Many tourists also visit the nearby Mtarfa, but we headed to the famous Dingli Cliffs. This is the highest point in Malta, with an excellent view to the sea.
The capital Valetta is considered to be a must, but not for sightseeing.Valetta was also built by the knights and it is predominantly baroque. There is the museum of Malta, a war museum and other tourist attractions, but I didn’t go to these. There is also a park, but it was locked that day.
Since it was winter and New Year season, we saw this Christmas tree made from ‘upcycled’ plastic.
This is one of the main shopping/pedestrian streets where people go to hang out.
St. Julian is a town to the north of Valetta. It is close to the sea, but mostly famous for its clubbing area (Paceville). When we went there at night, it felt as if we are in a big city – the place was full of people and clubs were stuffed. But it turned out that most of the clubbers were tourists, mainly Italians. The DJ was calling out nationalities and asking people to make noise when they hear theirs. Interestingly, he called ‘Italiani e siciliani’, keeping Sicilians separate from Italians. Sicilians must have been happy. Young Italian tourists in Malta are predominantly male, and their ways of partying reminded me of my Erasmus times.

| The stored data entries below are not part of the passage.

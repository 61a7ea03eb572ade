pub mod app;
pub mod report_view;
pub mod ui;

use std::io;
use std::time::{Duration, Instant};

use anyhow::Result;
use attendance_core::{AttendanceRepository, AttendanceService, Config};
use crossterm::{
    event::{self, Event, KeyCode, KeyEventKind},
    execute,
    terminal::{disable_raw_mode, enable_raw_mode, EnterAlternateScreen, LeaveAlternateScreen},
};
use ratatui::{
    backend::{Backend, CrosstermBackend},
    Terminal,
};

use crate::tui::app::{App, View};

const POLL_INTERVAL: Duration = Duration::from_millis(250);

pub fn run<R: AttendanceRepository>(service: &AttendanceService<R>, config: &Config) -> Result<()> {
    let export_dir = std::env::current_dir()?;
    let mut app = App::new(service, app::today(), config.editor_timings(), export_dir);

    // Setup terminal
    enable_raw_mode()?;
    let mut stdout = io::stdout();
    execute!(stdout, EnterAlternateScreen)?;
    let backend = CrosstermBackend::new(stdout);
    let mut terminal = Terminal::new(backend)?;

    let res = run_app(&mut terminal, &mut app);
    app.shutdown(Instant::now());

    // Restore terminal
    disable_raw_mode()?;
    execute!(terminal.backend_mut(), LeaveAlternateScreen)?;
    terminal.show_cursor()?;

    if let Err(err) = res {
        tracing::error!(error = %err, "terminal ui stopped");
        println!("{:?}", err);
    }

    Ok(())
}

fn run_app<B: Backend, R: AttendanceRepository>(
    terminal: &mut Terminal<B>,
    app: &mut App<'_, R>,
) -> io::Result<()> {
    loop {
        terminal
            .draw(|f| ui::draw(f, app))
            .map_err(|e| io::Error::other(e.to_string()))?;

        let timeout = app
            .next_deadline()
            .map(|deadline| deadline.saturating_duration_since(Instant::now()))
            .map_or(POLL_INTERVAL, |wait| wait.min(POLL_INTERVAL));

        if event::poll(timeout)? {
            if let Event::Key(key) = event::read()? {
                if key.kind != KeyEventKind::Press {
                    continue;
                }
                let now = Instant::now();
                app.message = None;
                if app.picker.is_some() {
                    match key.code {
                        KeyCode::Left | KeyCode::Char('h') => app.picker_step_month(-1),
                        KeyCode::Right | KeyCode::Char('l') => app.picker_step_month(1),
                        KeyCode::Up | KeyCode::Char('k') => app.picker_step_month(-3),
                        KeyCode::Down | KeyCode::Char('j') => app.picker_step_month(3),
                        KeyCode::Char('-') | KeyCode::Char('p') => app.picker_step_year(-1),
                        KeyCode::Char('+') | KeyCode::Char('n') => app.picker_step_year(1),
                        KeyCode::Enter | KeyCode::Char(' ') => app.confirm_picker(now),
                        KeyCode::Esc | KeyCode::Char('g') => app.close_picker(),
                        KeyCode::Char('q') => return Ok(()),
                        _ => {}
                    }
                    app.tick(Instant::now());
                    continue;
                }
                match (app.view, key.code) {
                    (_, KeyCode::Char('q')) => return Ok(()),
                    (_, KeyCode::Tab) => app.toggle_view(now),
                    (View::Calendar, KeyCode::Left | KeyCode::Char('h')) => app.move_cursor(-1, now),
                    (View::Calendar, KeyCode::Right | KeyCode::Char('l')) => app.move_cursor(1, now),
                    (View::Calendar, KeyCode::Up | KeyCode::Char('k')) => app.move_cursor(-7, now),
                    (View::Calendar, KeyCode::Down | KeyCode::Char('j')) => app.move_cursor(7, now),
                    (View::Calendar, KeyCode::Char(' ') | KeyCode::Enter) => app.click(now),
                    (View::Calendar, KeyCode::Char('H')) => app.toggle_holiday(now),
                    (View::Calendar, KeyCode::Char('n')) => app.next_month(now),
                    (View::Calendar, KeyCode::Char('p')) => app.prev_month(now),
                    (View::Calendar, KeyCode::Char('c')) => app.clear(now),
                    (View::Calendar, KeyCode::Char('g')) => app.open_picker(),
                    (View::Report, KeyCode::Char('+') | KeyCode::Right | KeyCode::Char('l')) => {
                        app.change_report_year(1)
                    }
                    (View::Report, KeyCode::Char('-') | KeyCode::Left | KeyCode::Char('h')) => {
                        app.change_report_year(-1)
                    }
                    (View::Report, KeyCode::Char('e')) => app.export(),
                    (View::Report, KeyCode::Esc) => app.toggle_view(now),
                    _ => {}
                }
            }
        }

        app.tick(Instant::now());
    }
}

More St. Julian, observed from Sliema.
Sliema is a commercial area, with its name deriving from something close to the Arabic ‘salam’ and meaning ‘peace/tranquility’. It was first developed by the knights, but it is the least ancient of all parts of Malta. There are many hotels in the area. Since we were there shortly after Christmas, we could still see creatively crafted cribs, some of them even automated. Many people in Malta appear to be mega-religious.
These balconies are something I’ll always remember. They create a very Mediterranean feel, but different than in other countries.
I did not see much art or sculpture in Malta, but this is my absolute favorite. These are Maltese comedians, inviting passers-by for a chat 🙂
Sliema is great for watching ships (I’m grateful to my friend M. for the tour).
Travel to Malta can be very cheap (Ryanair flies there), living expenses are also not too high. I think most Europeans, except Italians, haven’t sufficiently discovered this place.